The startling information has been revealed by a new survey that shows that despite better than expected wage increases, employment in the UK isn’t bringing happiness or fulfilment to the majority of employees. Switching careers is never something that should be taken lightly but it seems that things are getting towards breaking point for many in Britain. Up to 75% of those surveyed claimed that they would move in a completely new direction if given the opportunity.
Surprising, but Not Unimaginable
It is a rather surprising finding, especially considering that unemployment is at its lowest rate, 4.2%, since the 1970s and UK factory output is also growing at rates not seen for 30 years. With it being such a healthy period for employment in the UK it is interesting that so many people are thinking about switching careers. It would seem that UK employers are not listening enough to the needs of their workforce and finding ways to align their goals and ideals and present a situation which would fulfil their employees’ expectations. The survey respondents cited going to a company that didn’t work out for them as one of the main regrets they have had about career choices, however if companies can follow through on the impression made at the initial interview and induction phase then those employees should end up a lot happier.

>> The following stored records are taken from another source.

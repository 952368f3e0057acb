//! Error types module
//!
//! This module provides the core error types used throughout Parcel. All failures
//! surfaced by the lifecycle operations are unified under the `AppError` enum, which
//! describes its own HTTP presentation through [`ErrorMetadata`].
//!
//! The `Database` variant and `From<sqlx::Error>` are gated behind the `sqlx` feature.

#[cfg(feature = "sqlx")]
use sqlx::Error as SqlxError;

use crate::validation::ValidationError;

/// Log level for error reporting
#[derive(Debug, Clone, Copy, PartialEq, Eq)]
pub enum LogLevel {
    /// Expected errors like validation failures
    Debug,
    /// Recoverable issues worth noticing, e.g. a lost state race
    Warn,
    /// Unexpected failures
    Error,
}

/// Metadata for error responses - defines how an error should be presented
pub trait ErrorMetadata {
    /// HTTP status code to return
    fn http_status_code(&self) -> u16;

    /// Machine-readable error code (e.g., "VALIDATION_ERROR")
    fn error_code(&self) -> &'static str;

    /// Whether this error is recoverable (can be retried)
    fn is_recoverable(&self) -> bool;

    /// Suggested action for the client
    fn suggested_action(&self) -> Option<&'static str>;

    /// Client-facing message (may differ from internal error message)
    fn client_message(&self) -> String;

    /// Whether details should be hidden in production
    fn is_sensitive(&self) -> bool;

    /// Log level for this error
    fn log_level(&self) -> LogLevel;
}

#[derive(Debug, thiserror::Error)]
pub enum AppError {
    #[error("Validation error: {0}")]
    Validation(#[from] ValidationError),

    #[error("Not found: {0}")]
    NotFound(String),

    #[error("Invalid state: {0}")]
    InvalidState(String),

    #[cfg(feature = "sqlx")]
    #[error("Database error: {0}")]
    Database(#[source] SqlxError),

    #[cfg(not(feature = "sqlx"))]
    #[error("Database error: {0}")]
    Database(String),

    #[error("Storage error: {0}")]
    Storage(String),

    #[error("Invalid input: {0}")]
    InvalidInput(String),

    #[error("Unauthorized: {0}")]
    Unauthorized(String),

    #[error("Internal error: {0}")]
    Internal(String),

    #[error("Internal error with source")]
    InternalWithSource {
        message: String,
        #[source]
        source: anyhow::Error,
    },
}

#[cfg(feature = "sqlx")]
impl From<SqlxError> for AppError {
    fn from(err: SqlxError) -> Self {
        AppError::Database(err)
    }
}

impl From<anyhow::Error> for AppError {
    fn from(err: anyhow::Error) -> Self {
        AppError::InternalWithSource {
            message: err.to_string(),
            source: err,
        }
    }
}

/// Static metadata for each variant: (http_status, error_code, recoverable, suggested_action, sensitive, log_level).
fn app_error_static_metadata(
    err: &AppError,
) -> (
    u16,
    &'static str,
    bool,
    Option<&'static str>,
    bool,
    LogLevel,
) {
    match err {
        AppError::Validation(inner) => (
            inner.http_status_code(),
            "VALIDATION_ERROR",
            false,
            Some(inner.suggested_action()),
            false,
            LogLevel::Debug,
        ),
        AppError::NotFound(_) => (
            404,
            "NOT_FOUND",
            false,
            Some("Verify the file ID exists"),
            false,
            LogLevel::Debug,
        ),
        AppError::InvalidState(_) => (
            409,
            "INVALID_STATE",
            false,
            Some("Start a new upload"),
            false,
            LogLevel::Warn,
        ),
        AppError::Database(_) => (
            500,
            "STORAGE_ERROR",
            true,
            Some("Retry after a short delay"),
            true,
            LogLevel::Error,
        ),
        AppError::Storage(_) => (
            500,
            "STORAGE_ERROR",
            true,
            Some("Retry after a short delay"),
            true,
            LogLevel::Error,
        ),
        AppError::InvalidInput(_) => (
            400,
            "INVALID_REQUEST",
            false,
            Some("Check request format and parameters"),
            false,
            LogLevel::Debug,
        ),
        AppError::Unauthorized(_) => (
            401,
            "UNAUTHORIZED",
            false,
            Some("Send the X-User-Id header"),
            false,
            LogLevel::Debug,
        ),
        AppError::Internal(_) | AppError::InternalWithSource { .. } => (
            500,
            "INTERNAL_ERROR",
            true,
            Some("Retry after a short delay"),
            true,
            LogLevel::Error,
        ),
    }
}

impl AppError {
    /// Get the error type name for detailed error responses
    pub fn error_type(&self) -> &str {
        match self {
            AppError::Validation(_) => "Validation",
            AppError::NotFound(_) => "NotFound",
            AppError::InvalidState(_) => "InvalidState",
            AppError::Database(_) => "Database",
            AppError::Storage(_) => "Storage",
            AppError::InvalidInput(_) => "InvalidInput",
            AppError::Unauthorized(_) => "Unauthorized",
            AppError::Internal(_) => "Internal",
            AppError::InternalWithSource { .. } => "Internal",
        }
    }

    /// Get detailed error information including error chain
    pub fn detailed_message(&self) -> String {
        use std::error::Error;

        let mut details = self.to_string();

        let mut source = self.source();
        let mut depth = 0;
        while let Some(err) = source {
            depth += 1;
            if depth > 5 {
                details.push_str("\n  ... (truncated)");
                break;
            }
            details.push_str(&format!("\n  Caused by: {}", err));
            source = err.source();
        }

        details
    }
}

impl ErrorMetadata for AppError {
    fn http_status_code(&self) -> u16 {
        app_error_static_metadata(self).0
    }

    fn error_code(&self) -> &'static str {
        app_error_static_metadata(self).1
    }

    fn is_recoverable(&self) -> bool {
        app_error_static_metadata(self).2
    }

    fn suggested_action(&self) -> Option<&'static str> {
        app_error_static_metadata(self).3
    }

    fn is_sensitive(&self) -> bool {
        app_error_static_metadata(self).4
    }

    fn log_level(&self) -> LogLevel {
        app_error_static_metadata(self).5
    }

    fn client_message(&self) -> String {
        match self {
            AppError::Validation(inner) => inner.to_string(),
            AppError::NotFound(ref msg) => msg.clone(),
            AppError::InvalidState(ref msg) => msg.clone(),
            AppError::Database(_) => "Failed to access upload records".to_string(),
            AppError::Storage(_) => "Failed to access storage".to_string(),
            AppError::InvalidInput(ref msg) => msg.clone(),
            AppError::Unauthorized(ref msg) => msg.clone(),
            AppError::Internal(_) => "Internal server error".to_string(),
            AppError::InternalWithSource { .. } => "Internal server error".to_string(),
        }
    }
}

#[cfg(test)]
mod tests {
    use super::*;

    #[test]
    fn test_validation_errors_map_to_distinct_statuses() {
        let missing = AppError::from(ValidationError::MissingFileName);
        assert_eq!(missing.http_status_code(), 400);
        assert_eq!(missing.error_code(), "VALIDATION_ERROR");

        let empty = AppError::from(ValidationError::EmptyFile);
        assert_eq!(empty.http_status_code(), 400);

        let too_large = AppError::from(ValidationError::FileTooLarge {
            size: 2_000_000,
            max: 1_048_576,
        });
        assert_eq!(too_large.http_status_code(), 413);
        assert_eq!(too_large.error_code(), "VALIDATION_ERROR");
        assert!(too_large.client_message().contains("2000000"));

        let unsupported = AppError::from(ValidationError::UnsupportedContentType {
            content_type: "image/png".to_string(),
            allowed: vec!["application/pdf".to_string()],
        });
        assert_eq!(unsupported.http_status_code(), 415);
        assert!(!unsupported.is_recoverable());
        assert_eq!(unsupported.log_level(), LogLevel::Debug);
    }

    #[test]
    fn test_error_metadata_database() {
        #[cfg(feature = "sqlx")]
        let err = AppError::from(sqlx::Error::PoolClosed);
        #[cfg(not(feature = "sqlx"))]
        let err = AppError::Database("pool closed".to_string());
        assert_eq!(err.http_status_code(), 500);
        assert_eq!(err.error_code(), "STORAGE_ERROR");
        assert!(err.is_recoverable());
        assert_eq!(err.client_message(), "Failed to access upload records");
        assert!(err.is_sensitive());
        assert_eq!(err.log_level(), LogLevel::Error);
    }

    #[test]
    fn test_error_metadata_storage_hides_details() {
        let err = AppError::Storage("signing failed: credentials expired".to_string());
        assert_eq!(err.http_status_code(), 500);
        assert_eq!(err.error_code(), "STORAGE_ERROR");
        assert!(err.is_recoverable());
        assert!(!err.client_message().contains("credentials"));
    }

    #[test]
    fn test_error_metadata_not_found_and_invalid_state() {
        let err = AppError::NotFound("Upload not found".to_string());
        assert_eq!(err.http_status_code(), 404);
        assert_eq!(err.error_code(), "NOT_FOUND");
        assert_eq!(err.client_message(), "Upload not found");
        assert!(!err.is_sensitive());

        let err = AppError::InvalidState("Upload is already UPLOADED".to_string());
        assert_eq!(err.http_status_code(), 409);
        assert_eq!(err.error_code(), "INVALID_STATE");
        assert_eq!(err.log_level(), LogLevel::Warn);
    }

    #[test]
    fn test_detailed_message_includes_source_chain() {
        let err = AppError::from(anyhow::anyhow!("root cause").context("outer context"));
        let details = err.detailed_message();
        assert!(details.contains("Internal error with source"));
        assert!(details.contains("outer context"));
        assert_eq!(err.error_type(), "Internal");
    }
}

Another reason that was given as a major regret was not getting out of a job where they were dissatisfied sooner. While not a fault of employers this would seem to suggest an increasing mobility and a decrease in loyalty, with only 48% considering themselves to be loyal to the company they are with. The pitfalls associated with switching careers are clearly highlighted however by another of the top five career regrets, namely leaving a company that they were actually happy with. This exemplifies how, while having the confidence to move is something to be lauded, switching careers in itself will not always prove to be a success.

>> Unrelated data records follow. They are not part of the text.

#[cfg(feature = "storage-local")]
use crate::LocalStorage;
#[cfg(feature = "storage-s3")]
use crate::S3Storage;
use crate::{Storage, StorageBackend, StorageError, StorageResult};
use parcel_core::Config;
use std::sync::Arc;

/// Create a storage backend based on configuration
pub async fn create_storage(config: &Config) -> StorageResult<Arc<dyn Storage>> {
    match config.storage_backend {
        #[cfg(feature = "storage-s3")]
        StorageBackend::S3 => {
            let bucket = config
                .s3_bucket
                .clone()
                .ok_or_else(|| StorageError::ConfigError("S3_BUCKET not configured".to_string()))?;
            let region = config.s3_region.clone().ok_or_else(|| {
                StorageError::ConfigError("S3_REGION or AWS_REGION not configured".to_string())
            })?;

            let storage = S3Storage::new(bucket, region, config.s3_endpoint.clone())?;
            Ok(Arc::new(storage))
        }

        #[cfg(not(feature = "storage-s3"))]
        StorageBackend::S3 => Err(StorageError::ConfigError(
            "S3 storage backend not available (storage-s3 feature not enabled)".to_string(),
        )),

        #[cfg(feature = "storage-local")]
        StorageBackend::Local => {
            let base_path = config.local_storage_path.clone().ok_or_else(|| {
                StorageError::ConfigError("LOCAL_STORAGE_PATH not configured".to_string())
            })?;
            let base_url = config.local_storage_base_url.clone().ok_or_else(|| {
                StorageError::ConfigError("LOCAL_STORAGE_BASE_URL not configured".to_string())
            })?;

            let storage = LocalStorage::new(base_path, base_url).await?;
            Ok(Arc::new(storage))
        }

        #[cfg(not(feature = "storage-local"))]
        StorageBackend::Local => Err(StorageError::ConfigError(
            "Local storage backend not available (storage-local feature not enabled)".to_string(),
        )),
    }
}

An Interest in Entrepreneurship
The statistic unveiled by the survey that almost half of the respondents would like to start their own business is also important to note. With a booming startup culture and diversification of industries and professions, starting one’s own business in the UK is getting more popular than ever. Les Biggins, founder of job hunting site, CV-Library, believes that “it’s never too late to learn a new skill or test the waters with a business idea”, and that the most important thing is doing something which is exciting and you are happy with.
Even though employment in the UK is as strong as it has been in more than 40 years, there are still many issues that need to be solved in its working life culture. While switching careers or starting one’s own business can seem like an automatic panacea to problems in work, it is also important for employees to recognize what exactly their goals and expectations are and for employers to try and meet these from the other side.